Von Bernd Stopka / Fotos von Kirsten Nijhof

Zum 150. Geburtstag von Richard Strauss steht auch auf dem Spielplan der Oper Leipzig eine Neuinszenierung seiner grandiosen Oper Die Frau ohne Schatten (liebevoll FroSch genannt),  die einen anspruchsvollen Höhepunkt der Zusammenarbeit mit Hugo von Hofmannsthal bildet; als Gratulation für den Komponisten und als Geschenk zu dessen Geburtstag für das Publikum.  Aber es ist wie bei jedem Geburtstag: Nicht alle Geschenke, die man bekommt, gefallen gleichermaßen oder überhaupt. Und auch unter den Beschenkten gibt es nun einmal unterschiedliche Geschmäcker.

Ein „Bilderrausch aus über 16 unterschiedlichen phantastisch-surrealen Bühnenräumen“ von Bühnenbildnerin Heike Scheele, die in den letzten Jahren vor allem durch ihre Zusammenarbeit mit Stefan Herheim auf sich aufmerksam machte, wurde großspurig angekündigt. Aber nicht alle Bilder können dieses Versprechen einlösen und vieles erscheint  gar zu real. Zwar wird die gesamte Bühnenmaschinerie angeworfen – Hubpodien, Drehbühne, Bühnenwagen usw. sind im Dauereinsatz – aber was dabei herauskommt ist mehr Budenzauber als zauberhafte Oper. Dabei böte vor allem der weiße Raum mit matten Fensterfronten und marmornen Statuen, Podesten und Absätzen, der gleich zu Beginn gezeigt wird, durchaus den ästhetischen Rahmen für eine vielschichtige und spannende Regiearbeit. Doch Regisseur Balàzs Kovalik gräbt nicht in der Tiefe, sondern plustert die Oberfläche auf. Heraus kommt eine moderne Bebilderung, die eher einer Show oder einer Revue gleicht und die sich stellenweise für das Niveau gewisser privater Fernsehsender nicht zu schade ist.
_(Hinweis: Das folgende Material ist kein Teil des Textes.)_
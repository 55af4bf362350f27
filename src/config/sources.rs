use super::models::Config;
use config::{ConfigError, Environment, File};
use std::env;
use std::path::PathBuf;

const CONFIG_ENV_VAR: &str = "RELAYBOX_CONFIG";
const DEFAULT_CONFIG_PATH: &str = "config/relaybox.toml";
const ENV_PREFIX: &str = "RELAYBOX";
const ENV_SEPARATOR: &str = "__";

/// Load configuration from multiple sources with priority:
/// 1. Defaults (embedded in structs)
/// 2. TOML file (if exists)
/// 3. Environment variables from .env file (via dotenvy)
/// 4. System environment variables (highest priority)
pub fn load() -> Result<Config, ConfigError> {
    // Load .env file if it exists (ignore errors if file doesn't exist)
    let _ = dotenvy::dotenv();

    load_from_sources(config_path())
}

/// The file `load` reads: `RELAYBOX_CONFIG` if set, else the default path
pub fn config_path() -> PathBuf {
    resolve_config_path(env::var(CONFIG_ENV_VAR).ok())
}

fn resolve_config_path(env_value: Option<String>) -> PathBuf {
    env_value
        .filter(|value| !value.trim().is_empty())
        .map(PathBuf::from)
        .unwrap_or_else(|| PathBuf::from(DEFAULT_CONFIG_PATH))
}

/// Load configuration from a specific path and environment
pub fn load_from_sources(config_path: PathBuf) -> Result<Config, ConfigError> {
    let mut builder = config::Config::builder();

    if config_path.exists() {
        tracing::info!("Loading configuration from: {}", config_path.display());
        builder = builder.add_source(File::from(config_path).required(false));
    } else {
        tracing::warn!(
            "Configuration file not found at {}, using defaults and environment overrides",
            config_path.display()
        );
    }

    // RELAYBOX__RETENTION__LEDGER_TTL -> retention.ledger_ttl
    builder = builder.add_source(
        Environment::with_prefix(ENV_PREFIX)
            .separator(ENV_SEPARATOR)
            .try_parsing(true),
    );

    let config = builder.build()?;
    config.try_deserialize()
}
Die Wiedererkennungseffekte sind zahlreich und animieren das Publikum zum Kichern, Lachen und Unterhalten (mehr als einmal sah ich mich um und schaute auch, ob Popcorn mitgebracht wurde...). Eine fein gearbeitete berührende oder nachdenklich machende Personenregie sucht man vergeblich. Dafür wird der Holzhammer allzu oft bemüht.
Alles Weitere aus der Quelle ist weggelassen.